Predictive value of the preablation serum thyroglobulin level after thyroidectomy is combined with postablation 131I whole body scintigraphy for successful ablation in patients with differentiated thyroid carcinoma.

作者信息

Lee Hyo Jin, Rha So Young, Jo Young Suk, Kim Seong Min, Ku Bon Jeong, Shong Minho, Kim Young Kun, Ro Heung Kyu

机构信息

Department of Internal Medicine, Chungnam National University Hospital, Daejeon, Korea.

出版信息

Am J Clin Oncol. 2007 Feb;30(1):63-8. doi: 10.1097/01.coc.0000239138.64949.0a.

Abstract

OBJECTIVES

To investigate the clinical importance of the combined use of serum thyroglobulin (Tg) levels measured just before ablation (ablation-Tg) and postablation 131I whole body scintigraphy (WBS) patterns for predicting ablation success in patients with differentiated thyroid carcinoma who received total thyroidectomy and 131I ablation therapy.

METHODS

We retrospectively studied the early clinical outcomes for 81 differentiated thyroid carcinoma patients treated with total thyroidectomy and high-dose 131I ablation therapy between June 2001 and July 2004.

RESULTS

Ablation success was achieved in 42 (97.7%) of the 43 patients with uptake in the thyroid bed only and ablation-Tg levels less than 10 ng/mL, whereas successful ablation was achieved in 9 (75.0%) of the 12 patients with uptake in the thyroid bed only and ablation-Tg levels equal to or greater than 10 ng/mL (P = 0.029).
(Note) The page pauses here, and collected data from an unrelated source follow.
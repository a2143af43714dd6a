//! Binding failures and their HTTP mapping.

use axum::{
    extract::rejection::{BytesRejection, JsonRejection, PathRejection, StringRejection},
    http::StatusCode,
    response::{IntoResponse, Response},
};
use thiserror::Error;

use crate::http::response::error_response;

/// Error raised while turning request data into handler arguments.
#[derive(Debug, Error)]
pub enum BindError {
    #[error("required parameter '{name}' is not present")]
    MissingParameter { name: String },

    #[error("parameter '{name}' has value '{value}' which is not a valid {expected}")]
    TypeMismatch {
        name: String,
        value: String,
        expected: &'static str,
    },

    #[error("malformed JSON body: {0}")]
    MalformedJson(#[from] serde_json::Error),

    #[error(transparent)]
    Json(#[from] JsonRejection),

    #[error(transparent)]
    Body(#[from] BytesRejection),

    #[error(transparent)]
    Text(#[from] StringRejection),

    #[error(transparent)]
    Path(#[from] PathRejection),
}

impl BindError {
    pub fn status(&self) -> StatusCode {
        match self {
            BindError::MissingParameter { .. }
            | BindError::TypeMismatch { .. }
            | BindError::MalformedJson(_) => StatusCode::BAD_REQUEST,
            BindError::Json(JsonRejection::MissingJsonContentType(_)) => {
                StatusCode::UNSUPPORTED_MEDIA_TYPE
            }
            BindError::Json(JsonRejection::BytesRejection(rejection)) => rejection.status(),
            BindError::Json(_) => StatusCode::BAD_REQUEST,
            BindError::Body(rejection) => rejection.status(),
            BindError::Text(rejection) => rejection.status(),
            BindError::Path(rejection) => rejection.status(),
        }
    }
}

impl IntoResponse for BindError {
    fn into_response(self) -> Response {
        let status = self.status();
        tracing::warn!(status = %status, error = %self, "Request binding failed");
        error_response(status, self.to_string())
    }
}
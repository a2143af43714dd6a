//! Structured logging.
//!
//! `RUST_LOG` takes precedence over the configured level.

use tracing_subscriber::{layer::SubscriberExt, util::SubscriberInitExt, EnvFilter};

use crate::config::ObservabilityConfig;

/// Filter used when `RUST_LOG` is unset.
pub fn default_filter(config: &ObservabilityConfig) -> String {
    let level = config.log_level.to_ascii_lowercase();
    format!("mvc_basic={level},tower_http={level}")
}

/// Install the global tracing subscriber.
pub fn init(config: &ObservabilityConfig) {
    tracing_subscriber::registry()
        .with(EnvFilter::try_from_default_env().unwrap_or_else(|_| default_filter(config).into()))
        .with(tracing_subscriber::fmt::layer())
        .init();
}
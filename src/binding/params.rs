//! Request parameter extraction.
//!
//! Parameters come from the URL query string and, for requests carrying an
//! `application/x-www-form-urlencoded` body, from the form body. Query
//! parameters come first, then form parameters, each in wire order.

use std::any::type_name;
use std::collections::BTreeMap;
use std::str::FromStr;

use axum::{
    body::Bytes,
    extract::{FromRequest, Request},
    http::{header, Method},
};

use crate::binding::BindError;
use crate::routing::matcher::MediaType;

/// All parameters of one request, in order, duplicates preserved.
#[derive(Debug, Clone, Default)]
pub struct RequestParams {
    pairs: Vec<(String, String)>,
}

impl RequestParams {
    /// Parse a query string and an optional form body.
    pub fn parse(query: Option<&str>, form: Option<&[u8]>) -> Self {
        let mut pairs = Vec::new();
        if let Some(query) = query {
            pairs.extend(url::form_urlencoded::parse(query.as_bytes()).into_owned());
        }
        if let Some(form) = form {
            pairs.extend(url::form_urlencoded::parse(form).into_owned());
        }
        Self { pairs }
    }

    pub fn first(&self, name: &str) -> Option<&str> {
        self.pairs
            .iter()
            .find(|(key, _)| key == name)
            .map(|(_, value)| value.as_str())
    }

    pub fn all(&self, name: &str) -> Vec<&str> {
        self.pairs
            .iter()
            .filter(|(key, _)| key == name)
            .map(|(_, value)| value.as_str())
            .collect()
    }

    /// A parameter that must be present and must parse as `T`.
    pub fn required<T: FromStr>(&self, name: &str) -> Result<T, BindError> {
        let value = self.first(name).ok_or_else(|| BindError::MissingParameter {
            name: name.to_string(),
        })?;
        convert(name, value)
    }

    /// A parameter that may be absent. An empty value counts as absent
    /// unless `T` can be built from the empty string.
    pub fn optional<T: FromStr>(&self, name: &str) -> Result<Option<T>, BindError> {
        match self.first(name) {
            None => Ok(None),
            Some("") => Ok(T::from_str("").ok()),
            Some(value) => convert(name, value).map(Some),
        }
    }

    /// A parameter that falls back to `default` when absent or empty.
    pub fn with_default<T: FromStr>(&self, name: &str, default: T) -> Result<T, BindError> {
        match self.first(name) {
            None | Some("") => Ok(default),
            Some(value) => convert(name, value),
        }
    }

    /// First value of every parameter.
    pub fn to_single_map(&self) -> BTreeMap<String, String> {
        let mut map = BTreeMap::new();
        for (key, value) in &self.pairs {
            map.entry(key.clone()).or_insert_with(|| value.clone());
        }
        map
    }

    /// Every value of every parameter.
    pub fn to_multi_map(&self) -> BTreeMap<String, Vec<String>> {
        let mut map: BTreeMap<String, Vec<String>> = BTreeMap::new();
        for (key, value) in &self.pairs {
            map.entry(key.clone()).or_default().push(value.clone());
        }
        map
    }

    pub fn is_empty(&self) -> bool {
        self.pairs.is_empty()
    }
}

fn convert<T: FromStr>(name: &str, value: &str) -> Result<T, BindError> {
    value.parse().map_err(|_| BindError::TypeMismatch {
        name: name.to_string(),
        value: value.to_string(),
        expected: type_name::<T>(),
    })
}

fn has_form_body(req: &Request) -> bool {
    if req.method() == Method::GET || req.method() == Method::HEAD {
        return false;
    }
    req.headers()
        .get(header::CONTENT_TYPE)
        .and_then(|value| value.to_str().ok())
        .and_then(MediaType::parse)
        .is_some_and(|media_type| media_type.is("application", "x-www-form-urlencoded"))
}

impl<S> FromRequest<S> for RequestParams
where
    S: Send + Sync,
{
    type Rejection = BindError;

    async fn from_request(req: Request, state: &S) -> Result<Self, Self::Rejection> {
        let query = req.uri().query().map(str::to_owned);
        if has_form_body(&req) {
            let body = Bytes::from_request(req, state).await?;
            Ok(Self::parse(query.as_deref(), Some(body.as_ref())))
        } else {
            Ok(Self::parse(query.as_deref(), None))
        }
    }
}
//! Shutdown coordination.

use tokio::sync::watch;

/// Coordinator for graceful shutdown.
///
/// Backed by a watch channel, so a signal subscribed after `trigger` still
/// fires.
#[derive(Debug, Clone)]
pub struct Shutdown {
    tx: watch::Sender<bool>,
}

/// Receiving half handed to long-running tasks.
#[derive(Debug, Clone)]
pub struct ShutdownSignal {
    rx: watch::Receiver<bool>,
}

impl Shutdown {
    pub fn new() -> Self {
        let (tx, _) = watch::channel(false);
        Self { tx }
    }

    pub fn subscribe(&self) -> ShutdownSignal {
        ShutdownSignal {
            rx: self.tx.subscribe(),
        }
    }

    pub fn trigger(&self) {
        self.tx.send_replace(true);
    }

    pub fn is_triggered(&self) -> bool {
        *self.tx.borrow()
    }
}

impl Default for Shutdown {
    fn default() -> Self {
        Self::new()
    }
}

impl ShutdownSignal {
    /// Resolve once shutdown has been triggered, or the coordinator dropped.
    pub async fn recv(mut self) {
        let _ = self.rx.wait_for(|triggered| *triggered).await;
    }
}
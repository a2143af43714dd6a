//! Configuration schema definitions.
//!
//! All types derive Serde traits for deserialization from config files.

use serde::{Deserialize, Serialize};

/// Root configuration for the service.
#[derive(Debug, Clone, Deserialize, Serialize, Default)]
#[serde(default)]
pub struct AppConfig {
    /// Listener configuration (bind address).
    pub listener: ListenerConfig,

    /// Timeout configuration.
    pub timeouts: TimeoutConfig,

    /// Request size limits.
    pub limits: LimitsConfig,

    /// Observability settings.
    pub observability: ObservabilityConfig,
}

/// Listener configuration.
#[derive(Debug, Clone, Deserialize, Serialize)]
#[serde(default)]
pub struct ListenerConfig {
    /// Bind address (e.g., "0.0.0.0:8080").
    pub bind_address: String,
}

impl Default for ListenerConfig {
    fn default() -> Self {
        Self {
            bind_address: "0.0.0.0:8080".to_string(),
        }
    }
}

#[derive(Debug, Clone, Deserialize, Serialize)]
#[serde(default)]
pub struct TimeoutConfig {
    /// Total time allowed for one request/response in seconds.
    pub request_secs: u64,
}

impl Default for TimeoutConfig {
    fn default() -> Self {
        Self { request_secs: 30 }
    }
}

#[derive(Debug, Clone, Deserialize, Serialize)]
#[serde(default)]
pub struct LimitsConfig {
    /// Maximum request body size in bytes.
    pub max_body_size: usize,
}

impl Default for LimitsConfig {
    fn default() -> Self {
        Self {
            max_body_size: 2 * 1024 * 1024, // 2MB
        }
    }
}

/// Observability configuration.
#[derive(Debug, Clone, Deserialize, Serialize)]
#[serde(default)]
pub struct ObservabilityConfig {
    /// Log level (trace, debug, info, warn, error).
    pub log_level: String,

    /// Enable the Prometheus metrics endpoint.
    pub metrics_enabled: bool,

    /// Metrics endpoint bind address.
    pub metrics_address: String,
}

impl Default for ObservabilityConfig {
    fn default() -> Self {
        Self {
            log_level: "info".to_string(),
            metrics_enabled: false,
            metrics_address: "0.0.0.0:9090".to_string(),
        }
    }
}
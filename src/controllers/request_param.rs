//! Query and form parameter binding.

use axum::{routing::any, Router};

use crate::binding::{BindError, BindParams, ModelAttribute, RequestParams};
use crate::model::HelloData;

pub fn routes() -> Router {
    Router::new()
        .route("/request-param-v1", any(request_param_v1))
        .route("/request-param-v2", any(request_param_v2))
        .route("/request-param-v3", any(request_param_v3))
        .route("/request-param-v4", any(request_param_v4))
        .route("/request-param-required", any(request_param_required))
        .route("/request-param-default", any(request_param_default))
        .route("/request-param-map", any(request_param_map))
        .route("/model-attribute-v1", any(model_attribute_v1))
        .route("/model-attribute-v2", any(model_attribute_v2))
}

/// Reads parameters off the raw parameter list, one lookup at a time.
async fn request_param_v1(params: RequestParams) -> Result<&'static str, BindError> {
    let username = params.first("username").unwrap_or_default().to_string();
    let age: i32 = params.required("age")?;

    tracing::info!(%username, age, "request-param-v1");
    Ok("ok")
}

/// Parameter names differ from the local names they bind to.
async fn request_param_v2(params: RequestParams) -> Result<&'static str, BindError> {
    let member_name: String = params.required("username")?;
    let member_age: i32 = params.required("age")?;

    tracing::info!(username = %member_name, age = member_age, "request-param-v2");
    Ok("ok")
}

async fn request_param_v3(params: RequestParams) -> Result<&'static str, BindError> {
    let username: String = params.required("username")?;
    let age: i32 = params.required("age")?;

    tracing::info!(%username, age, "request-param-v3");
    Ok("ok")
}

async fn request_param_v4(params: RequestParams) -> Result<&'static str, BindError> {
    let username: String = params.required("username")?;
    let age: i32 = params.required("age")?;

    tracing::info!(%username, age, "request-param-v4");
    Ok("ok")
}

/// `username` must be present (an empty value counts), `age` may be absent.
async fn request_param_required(params: RequestParams) -> Result<&'static str, BindError> {
    let username: String = params.required("username")?;
    let age: Option<i32> = params.optional("age")?;

    tracing::info!(%username, ?age, "request-param-required");
    Ok("ok")
}

async fn request_param_default(params: RequestParams) -> Result<&'static str, BindError> {
    let username = params.with_default("username", "guest".to_string())?;
    let age = params.with_default("age", -1i32)?;

    tracing::info!(%username, age, "request-param-default");
    Ok("ok")
}

async fn request_param_map(params: RequestParams) -> &'static str {
    let param_map = params.to_single_map();

    tracing::info!(
        username = ?param_map.get("username"),
        age = ?param_map.get("age"),
        "request-param-map"
    );
    "ok"
}

async fn model_attribute_v1(ModelAttribute(hello_data): ModelAttribute<HelloData>) -> &'static str {
    tracing::info!(username = %hello_data.username, age = hello_data.age, "model-attribute-v1");
    tracing::info!(%hello_data, "model-attribute-v1");
    "ok"
}

/// Same binding, through the trait directly.
async fn model_attribute_v2(params: RequestParams) -> Result<&'static str, BindError> {
    let hello_data = HelloData::bind(&params)?;

    tracing::info!(username = %hello_data.username, age = hello_data.age, "model-attribute-v2");
    tracing::info!(%hello_data, "model-attribute-v2");
    Ok("ok")
}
Among 15 patients with uptake including a lymph node and ablation-Tg levels less than 10 ng/mL, 14 patients (93.3%) showed ablation success, whereas successful ablation was achieved in only 2 (18.2%) of the 11 patients with uptake including a lymph node and ablation-Tg levels equal to or greater than 10 ng/mL (P < 0.001).

CONCLUSIONS

These data indicate that the combined use of serum Tg levels measured just before ablation and the 131I WBS patterns after ablation may be an early predictor of ablation success in patients with differentiated thyroid carcinoma who received total thyroidectomy and high-dose 131I ablation therapy.

摘要

目的

探讨在接受甲状腺全切术及131I消融治疗的分化型甲状腺癌患者中,消融前测定的血清甲状腺球蛋白(Tg)水平(消融-Tg)与消融后131I全身显像(WBS)模式联合应用对预测消融成功的临床重要性。

方法

我们回顾性研究了2001年6月至2004年7月期间接受甲状腺全切术及高剂量131I消融治疗的81例分化型甲状腺癌患者的早期临床结局。

结果

43例仅甲状腺床有摄取且消融-Tg水平低于10 ng/mL的患者中,42例(97.7%)消融成功;而12例仅甲状腺床有摄取且消融-Tg水平等于或高于10 ng/mL的患者中,9例(75.0%)消融成功(P = 0.029)。15例有包括淋巴结摄取且消融-Tg水平低于10 ng/mL的患者中,14例(93.3%)显示消融成功;而11例有包括淋巴结摄取且消融-Tg水平等于或高于10 ng/mL的患者中,仅2例(18.2%)消融成功(P < 0.001)。

结论

这些数据表明,消融前测定的血清Tg水平与消融后131I WBS模式联合应用,可能是接受甲状腺全切术及高剂量131I消融治疗的分化型甲状腺癌患者消融成功的早期预测指标。